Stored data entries

----

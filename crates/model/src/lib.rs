//! # Model - Discrete Causal Bayesian Networks
//!
//! The data model underneath the causal-inference engine:
//!
//! - **Variables**: discrete outcomes, ordered parent lists, optional CPTs
//! - **Assertions**: observations vs interventions over outcomes
//! - **Models**: validated, immutable DAGs with derived roots/latents/order
//! - **Loading**: `.json` / `.yml` / `.yaml` model documents
//!
//! A model is constructed once and never mutated; the graph, evaluator and
//! do-calculus layers hold borrowed references for the duration of a query.

mod assertion;
mod cpt;
mod error;
mod model;
mod spec;

pub use assertion::{asserted_variables, contradictory, Assertion, AssertionKind};
pub use cpt::{Cpt, CptRow};
pub use error::ModelError;
pub use model::{Model, Variable, TABLE_TOLERANCE};
pub use spec::{ModelSpec, TableCell, VariableSpec};
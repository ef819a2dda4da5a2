//! The tracker: task store, image store, view state and renderer for one
//! process lifetime.
//!
//! Every user action goes through a [`Tracker`] method. Methods that change
//! tasks persist before returning; the caller re-renders afterwards.

use crate::config::Config;
use crate::error::{Error, Result};
use crate::form::TaskForm;
use crate::images::{ImageRecord, ImageStore, SqliteImageStore};
use crate::logging::EventLog;
use crate::paths;
use crate::render::{ImagePatch, ListView, Renderer};
use crate::tasks::id::now_millis;
use crate::tasks::{KeyValueStore, SqliteKeyValueStore, Task, TaskPatch, TaskStore};
use crate::view::{ViewScope, ViewState};
use serde_json::json;
use std::path::Path;

/// Application state.
#[derive(Debug)]
pub struct Tracker<S: KeyValueStore = SqliteKeyValueStore, I: ImageStore = SqliteImageStore> {
    store: TaskStore<S>,
    images: I,
    view: ViewState,
    renderer: Renderer,
    log: EventLog,
    config: Config,
}

impl Tracker {
    /// Open the tracker stored in `data_dir`.
    ///
    /// # Errors
    ///
    /// Returns an error if the config is invalid or a database cannot be
    /// opened. A corrupt task collection is not an error; it loads empty.
    pub fn open(data_dir: &Path) -> Result<Self> {
        let config = Config::load_or_default(data_dir)?;
        let log =
            if config.debug_logging { EventLog::in_data_dir(data_dir) } else { EventLog::disabled() };
        let backend =
            SqliteKeyValueStore::new(paths::tasks_db_path(data_dir), config.storage_quota_bytes)?;
        let images = SqliteImageStore::new(paths::images_db_path(data_dir))?;
        Ok(Self::new(backend, images, config, log))
    }
}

----

**TASK STATEMENT**
If a line in the data above includes the string "spec", copy it.

**YOUR RESPONSE**
mod spec;
pub use spec::{ModelSpec, TableCell, VariableSpec};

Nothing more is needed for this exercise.